Recently in MongoDB Category

Backup in mongodb replica-set configurations

There are multiple ways to take backups of mongodb is different configuraitions, one of the configuration that I have been involved recently is replica-sets. When mongodb is running in replica-set configuration, there is a single primary node and multiple secondary nodes. To take backup of the replica-set we can either do a mongodump of one of the nodes or shutdown one of the secondary nodes and take file copies, since in a replica-set all nodes have the same data (except arbiter). Lets see how we could deal with mongodump method of taking backup.

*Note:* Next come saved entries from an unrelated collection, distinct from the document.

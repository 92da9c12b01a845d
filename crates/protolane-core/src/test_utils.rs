//! In-memory ZIP fixtures for tests, doc examples, and benchmarks.
//!
//! # Panics
//!
//! Builders panic on writer errors; they are meant for test code only.

#![allow(clippy::unwrap_used, clippy::missing_panics_doc)]

use std::io::Cursor;
use std::io::Write;

use zip::CompressionMethod;
use zip::write::SimpleFileOptions;
use zip::write::ZipWriter;

/// Builds a ZIP archive entry by entry.
///
/// # Examples
///
/// ```
/// use protolane_core::test_utils::ZipBuilder;
///
/// let zip = ZipBuilder::new()
///     .dir("a/")
///     .file("a/b.proto", b"syntax = \"proto3\";")
///     .deflated("big.proto", &vec![b' '; 4096])
///     .build();
/// assert!(!zip.is_empty());
/// ```
pub struct ZipBuilder {
    writer: ZipWriter<Cursor<Vec<u8>>>,
}

impl ZipBuilder {
    /// Starts an empty archive.
    #[must_use]
    pub fn new() -> Self {
        Self {
            writer: ZipWriter::new(Cursor::new(Vec::new())),
        }
    }

    fn options(method: CompressionMethod) -> SimpleFileOptions {
        SimpleFileOptions::default()
            .compression_method(method)
            .unix_permissions(0o644)
    }

    /// Adds a stored file entry.
    #[must_use]
    pub fn file(mut self, name: &str, data: impl AsRef<[u8]>) -> Self {
        self.writer
            .start_file(name, Self::options(CompressionMethod::Stored))
            .unwrap();
        self.writer.write_all(data.as_ref()).unwrap();
        self
    }

    /// Adds a deflate-compressed file entry.
    #[must_use]
    pub fn deflated(mut self, name: &str, data: impl AsRef<[u8]>) -> Self {
        self.writer
            .start_file(name, Self::options(CompressionMethod::Deflated))
            .unwrap();
        self.writer.write_all(data.as_ref()).unwrap();
        self
    }

    /// Adds a directory entry. The name should end with `/`.
    #[must_use]
    pub fn dir(mut self, name: &str) -> Self {
        self.writer
            .add_directory(name, Self::options(CompressionMethod::Stored))
            .unwrap();
        self
    }

    /// Adds a symlink entry pointing at `target`.
    #[must_use]
    pub fn symlink(mut self, name: &str, target: &str) -> Self {
        self.writer
            .add_symlink(name, target, Self::options(CompressionMethod::Stored))
            .unwrap();
        self
    }

    /// Finishes the archive and returns its bytes.
    #[must_use]
    pub fn build(self) -> Vec<u8> {
        self.writer.finish().unwrap().into_inner()
    }
}

impl Default for ZipBuilder {
    fn default() -> Self {
        Self::new()
    }
}

/// Creates an archive of stored files from `(name, content)` pairs.
#[must_use]
pub fn zip_of(entries: &[(&str, &[u8])]) -> Vec<u8> {
    entries
        .iter()
        .fold(ZipBuilder::new(), |builder, (name, data)| {
            builder.file(name, data)
        })
        .build()
}
//! Composition root: builds every service once and hands them to handlers.

use std::sync::Arc;

use protolane_core::ArchiveExtractor;
use protolane_core::ExtractionLimits;
use protolane_core::RelayForwarder;
use protolane_core::SchemaCompiler;
use protolane_core::ScratchSpace;
use protolane_core::TempScratch;
use tokio::sync::Semaphore;

use crate::config::ServerConfig;

/// Services and limits shared by all handlers.
#[derive(Debug, Clone)]
pub struct AppState {
    /// Archive extraction into scratch directories.
    pub extractor: ArchiveExtractor,
    /// Descriptor compilation.
    pub compiler: SchemaCompiler,
    /// Payload relay.
    pub forwarder: RelayForwarder,
    /// Limits applied to every upload.
    pub limits: ExtractionLimits,
    /// Admission control for extraction plus compilation.
    pub compile_permits: Arc<Semaphore>,
    /// Largest accepted archive upload in bytes.
    pub max_upload: usize,
    /// Largest accepted relay payload in bytes.
    pub max_payload: usize,
    /// Whether `POST /mock` is routed.
    pub enable_mock: bool,
}

impl AppState {
    /// Builds the production services from configuration.
    pub fn assemble(config: &ServerConfig) -> protolane_core::Result<Self> {
        let scratch: Arc<dyn ScratchSpace> = match &config.scratch_root {
            Some(root) => {
                std::fs::create_dir_all(root)?;
                Arc::new(TempScratch::new(root))
            }
            None => Arc::new(TempScratch::system()),
        };

        Ok(Self::with_services(
            config,
            ArchiveExtractor::new(scratch),
            SchemaCompiler::new(&config.compiler_config()),
            RelayForwarder::new(&config.relay_config())?,
        ))
    }

    /// Builds state from already-constructed services.
    pub fn with_services(
        config: &ServerConfig,
        extractor: ArchiveExtractor,
        compiler: SchemaCompiler,
        forwarder: RelayForwarder,
    ) -> Self {
        let permits = usize::try_from(config.max_concurrent_compilations)
            .unwrap_or(1)
            .max(1);
        Self {
            extractor,
            compiler,
            forwarder,
            limits: config.extraction_limits(),
            compile_permits: Arc::new(Semaphore::new(permits)),
            max_upload: config.max_upload_bytes(),
            max_payload: config.max_payload_bytes(),
            enable_mock: config.enable_mock,
        }
    }
}
//! Destination path resolution for archive entries.

use std::io;
use std::path::Component;
use std::path::Path;
use std::path::PathBuf;

use crate::Error;
use crate::Result;

/// Lexically normalizes a raw archive entry name into a relative path.
///
/// Entry names are split on `/`. Empty and `.` segments are skipped and `..`
/// removes the previous segment. The name is rejected with
/// [`Error::PathTraversal`] if it:
/// - is absolute, or any segment carries a root or drive prefix
/// - contains a NUL byte
/// - climbs above the root with `..`
/// - resolves to the root itself
///
/// # Examples
///
/// ```
/// use protolane_core::security::normalize_entry_name;
/// use std::path::Path;
///
/// # fn main() -> Result<(), protolane_core::Error> {
/// assert_eq!(normalize_entry_name("a/./b/../c.proto")?, Path::new("a/c.proto"));
/// assert!(normalize_entry_name("../evil.txt").is_err());
/// assert!(normalize_entry_name("/etc/passwd").is_err());
/// # Ok(())
/// # }
/// ```
pub fn normalize_entry_name(name: &str) -> Result<PathBuf> {
    let traversal = || Error::PathTraversal {
        path: PathBuf::from(name),
    };

    if name.contains('\0') || name.starts_with('/') {
        return Err(traversal());
    }

    let mut parts: Vec<&str> = Vec::new();
    for segment in name.split('/') {
        match segment {
            "" | "." => {}
            ".." => {
                if parts.pop().is_none() {
                    return Err(traversal());
                }
            }
            _ => {
                // A segment must be exactly one normal component on this host
                // (rejects `C:` prefixes and backslash separators on Windows).
                let mut components = Path::new(segment).components();
                match (components.next(), components.next()) {
                    (Some(Component::Normal(_)), None) => parts.push(segment),
                    _ => return Err(traversal()),
                }
            }
        }
    }

    if parts.is_empty() {
        return Err(traversal());
    }

    Ok(parts.iter().collect())
}

/// Resolves an entry name to an absolute destination strictly inside `root`.
///
/// `root` must be a canonical path. After lexical normalization, the deepest
/// ancestor of the destination that already exists is canonicalized and must
/// still lie under `root`, so a directory replaced by a link cannot redirect
/// the write.
pub fn resolve_entry_path(root: &Path, name: &str) -> Result<PathBuf> {
    let relative = normalize_entry_name(name)?;
    let destination = root.join(&relative);

    let existing = destination
        .ancestors()
        .find(|ancestor| ancestor.symlink_metadata().is_ok())
        .unwrap_or(root);

    let canonical = match existing.canonicalize() {
        Ok(canonical) => canonical,
        Err(e) if e.kind() == io::ErrorKind::NotFound => {
            return Err(Error::PathTraversal {
                path: PathBuf::from(name),
            });
        }
        Err(e) => return Err(Error::Io(e)),
    };

    if !canonical.starts_with(root) {
        return Err(Error::PathTraversal {
            path: PathBuf::from(name),
        });
    }

    if existing == destination && canonical == root {
        return Err(Error::PathTraversal {
            path: PathBuf::from(name),
        });
    }

    Ok(destination)
}
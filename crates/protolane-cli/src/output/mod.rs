//! Output formatting module.

mod formatter;
mod human;
mod json;

pub use formatter::CompileSummary;
pub use formatter::OutputFormatter;

use human::HumanFormatter;
use json::JsonFormatter;

/// Creates an output formatter based on CLI flags
pub fn create_formatter(json: bool, verbose: bool, quiet: bool) -> Box<dyn OutputFormatter> {
    if json {
        Box::new(JsonFormatter)
    } else {
        Box::new(HumanFormatter::new(verbose, quiet))
    }
}
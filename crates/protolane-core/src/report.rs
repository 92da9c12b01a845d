//! Extraction operation reporting.

use std::time::Duration;

/// Statistics about a completed extraction.
#[derive(Debug, Clone, Default, PartialEq, Eq)]
pub struct ExtractionReport {
    /// Number of entries in the archive index.
    pub entries: usize,

    /// Number of regular files written.
    pub files_written: usize,

    /// Number of directory entries created.
    pub directories_created: usize,

    /// Number of schema files among the written files.
    pub schema_files: usize,

    /// Total bytes written to disk.
    pub bytes_written: u64,

    /// Wall-clock duration of the extraction.
    pub duration: Duration,
}

impl ExtractionReport {
    /// Creates an empty report.
    #[must_use]
    pub fn new() -> Self {
        Self::default()
    }

    /// Files plus directories materialised on disk.
    #[must_use]
    pub fn total_items(&self) -> usize {
        self.files_written + self.directories_created
    }
}

#[cfg(test)]
mod tests {
    use super::*;

    #[test]
    fn test_report_total_items() {
        let report = ExtractionReport {
            files_written: 3,
            directories_created: 2,
            ..ExtractionReport::new()
        };
        assert_eq!(report.total_items(), 5);
        assert_eq!(report.bytes_written, 0);
    }
}
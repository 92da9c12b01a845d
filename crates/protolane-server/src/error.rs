//! Error types for the server crate.

use axum::Json;
use axum::http::StatusCode;
use axum::response::IntoResponse;
use axum::response::Response;
use protolane_core::ErrorKind;
use serde::Serialize;

/// Errors that can occur during request handling.
#[derive(Debug, thiserror::Error)]
#[non_exhaustive]
pub enum ServerError {
    /// An error propagated from the core components.
    #[error(transparent)]
    Core(#[from] protolane_core::Error),

    /// The upload is not an acceptable archive.
    #[error("{0}")]
    InvalidUpload(String),

    /// The request carried no file part.
    #[error("no file received")]
    EmptyUpload,

    /// The uploaded file is larger than the configured limit.
    #[error("upload exceeds {max} bytes")]
    UploadTooLarge {
        /// Configured limit.
        max: usize,
    },

    /// `/send` was called without a destination.
    #[error("missing url query parameter")]
    MissingUrl,

    /// `/send` body is absent or not a binary payload.
    #[error("{0}")]
    InvalidPayload(String),

    /// `/send` header overrides are not a JSON object of scalars.
    #[error("{0}")]
    InvalidHeaders(String),

    /// Blocking worker panicked or was cancelled.
    #[error("worker failed: {0}")]
    Worker(String),
}

/// JSON error body.
#[derive(Debug, Serialize)]
pub struct ErrorBody {
    /// Stable machine-readable code.
    pub code: &'static str,
    /// Human-readable message.
    pub message: String,
}

impl ServerError {
    /// HTTP status for this error.
    pub fn status(&self) -> StatusCode {
        match self {
            Self::Core(err) => core_status(err.kind()),
            Self::InvalidUpload(_)
            | Self::EmptyUpload
            | Self::MissingUrl
            | Self::InvalidPayload(_)
            | Self::InvalidHeaders(_) => StatusCode::BAD_REQUEST,
            Self::UploadTooLarge { .. } => StatusCode::PAYLOAD_TOO_LARGE,
            Self::Worker(_) => StatusCode::INTERNAL_SERVER_ERROR,
        }
    }

    /// Stable error code for the response body.
    pub fn code(&self) -> &'static str {
        match self {
            Self::Core(err) => err.kind().code(),
            Self::InvalidUpload(_) => "INVALID_ZIP_FILE",
            Self::EmptyUpload => "EMPTY_ZIP_FILE",
            Self::UploadTooLarge { .. } => "UPLOAD_TOO_LARGE",
            Self::MissingUrl => "SEND_INVALID_URL",
            Self::InvalidPayload(_) => "SEND_INVALID_PAYLOAD",
            Self::InvalidHeaders(_) => "SEND_INVALID_HEADER",
            Self::Worker(_) => "INTERNAL_ERROR",
        }
    }
}

const fn core_status(kind: ErrorKind) -> StatusCode {
    match kind {
        ErrorKind::InvalidArchive
        | ErrorKind::TooManyEntries
        | ErrorKind::PathTraversal
        | ErrorKind::SizeLimitExceeded
        | ErrorKind::DuplicateEntry
        | ErrorKind::NoSchemaFiles
        | ErrorKind::InvalidOutputName
        | ErrorKind::InvalidUrl
        | ErrorKind::InvalidHeader => StatusCode::BAD_REQUEST,
        ErrorKind::ForbiddenHost => StatusCode::FORBIDDEN,
        ErrorKind::CompilerFailure => StatusCode::UNPROCESSABLE_ENTITY,
        ErrorKind::TransportError => StatusCode::BAD_GATEWAY,
        ErrorKind::Io | ErrorKind::CompilerUnavailable => StatusCode::INTERNAL_SERVER_ERROR,
    }
}

impl IntoResponse for ServerError {
    fn into_response(self) -> Response {
        let status = self.status();
        if status.is_server_error() {
            tracing::error!(code = self.code(), error = %self, "request failed");
        } else {
            tracing::warn!(code = self.code(), error = %self, "request rejected");
        }
        let body = ErrorBody {
            code: self.code(),
            message: self.to_string(),
        };
        (status, Json(body)).into_response()
    }
}
//! HTTP front end for protolane.
//!
//! Wraps the core components behind three routes: `POST /parse` compiles an
//! uploaded schema archive into a descriptor set, `POST /send` relays a
//! binary payload under the configured host policy, and `GET /health`
//! answers liveness probes. [`AppState::assemble`] is the only place services
//! are constructed.

#![deny(clippy::unwrap_used)]

pub mod config;
pub mod error;
pub mod logging;
pub mod routes;
pub mod state;

pub use config::ServerConfig;
pub use error::ServerError;
pub use routes::create_router;
pub use state::AppState;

Sync the primary node so that all writes are flused to disk and lock the database for writes, doing a fsync allows for all writes to be persisted to the disk.

use admin
db.fsyncLock()

now we can issue the mongodump command, there are many more options for mongodump that can be changed, using defaults here

mongodump -h node_name  --out /data/backups/backup_file_name

once the mongodump command is done we can unlock the database so that writes can be issued.

use admin
db.fsyncUnlock()

The downside of this approach is that the primary is not available for writes, but reads are fine. If by any chance there is write issued, all reads are also blocked after that, which is pretty drastic. The other option is to operate on one of the secondaries, this allows us to keep the primary available for write and read, the secondary can be used for backup purposes. Which node is PRIMARY or SECONDARY can be dynamically determined by running some javascript on the command line

#!/usr/bin/env ruby
require 'rubygems'
require 'json'
mongo_nodes = JSON.parse `mongo node_name --quiet 
              --eval "printjson(rs.status().members.map(
                        function(m) { return 
                       {'name':m.name, 'stateStr':m.stateStr} }))"`
primary_node = mongo_nodes.detect { 
                   |member| member['stateStr'] == 'PRIMARY'
                    }

This dynamic script allows us to find the node that we want to take backup from, either the primary or secondary.

Replica sets in MongoDB

Replica sets is a feature of MongoDB for Automatic Failover, in this setup there is a primary server and the rest are secondary servers. If the primary server goes down, the rest of the secondary servers choose a new primary via an election process, each server can also be assigned number of votes, so that you can decide the next primary based on data-center location, machine properties etc, you can also start mongo database processes that act only as election tie-breakers these are known as arbiters, these arbiters will never have data, but just act as agents that break the tie.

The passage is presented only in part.